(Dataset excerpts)
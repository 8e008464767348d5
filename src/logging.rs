//! Tracing subscriber setup.
//!
//! Logs go to stderr so `generate` can print its result on stdout. `RUST_LOG`
//! overrides the default filter; `--log-dir` adds a plain-text file copy.

use std::path::Path;

use anyhow::{Context, Result};
use clap::ValueEnum;
use tracing_subscriber::{EnvFilter, fmt, layer::SubscriberExt, util::SubscriberInitExt};

/// File written inside `--log-dir`.
pub const LOG_FILE_NAME: &str = "readme-genie.log";

#[derive(Debug, Clone, Copy, Default, PartialEq, Eq, ValueEnum)]
pub enum LogFormat {
    #[default]
    Text,
    Json,
}

/// Filter used when `RUST_LOG` is unset.
pub fn default_directive(verbose: bool) -> &'static str {
    if verbose {
        "readme_genie=debug,genie_common=debug"
    } else {
        "readme_genie=info"
    }
}

pub fn init(verbose: bool, format: LogFormat, log_dir: Option<&Path>) -> Result<()> {
    let filter = EnvFilter::try_from_default_env()
        .unwrap_or_else(|_| EnvFilter::new(default_directive(verbose)));

    let (text_layer, json_layer) = match format {
        LogFormat::Text => (Some(fmt::layer().with_writer(std::io::stderr)), None),
        LogFormat::Json => (
            None,
            Some(fmt::layer().json().with_writer(std::io::stderr)),
        ),
    };

    let file_layer = match log_dir {
        Some(dir) => {
            std::fs::create_dir_all(dir)
                .with_context(|| format!("Failed to create log directory: {}", dir.display()))?;
            let appender = tracing_appender::rolling::never(dir, LOG_FILE_NAME);
            Some(fmt::layer().with_ansi(false).with_writer(appender))
        }
        None => None,
    };

    tracing_subscriber::registry()
        .with(filter)
        .with(text_layer)
        .with(json_layer)
        .with(file_layer)
        .try_init()
        .context("Failed to initialize logging")?;

    Ok(())
}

### YOUR OBJECTIVE
Lines above that contain the string "match" make up the answer.

### ANSWER FOR THIS EXERCISE
    let (text_layer, json_layer) = match format {
    let file_layer = match log_dir {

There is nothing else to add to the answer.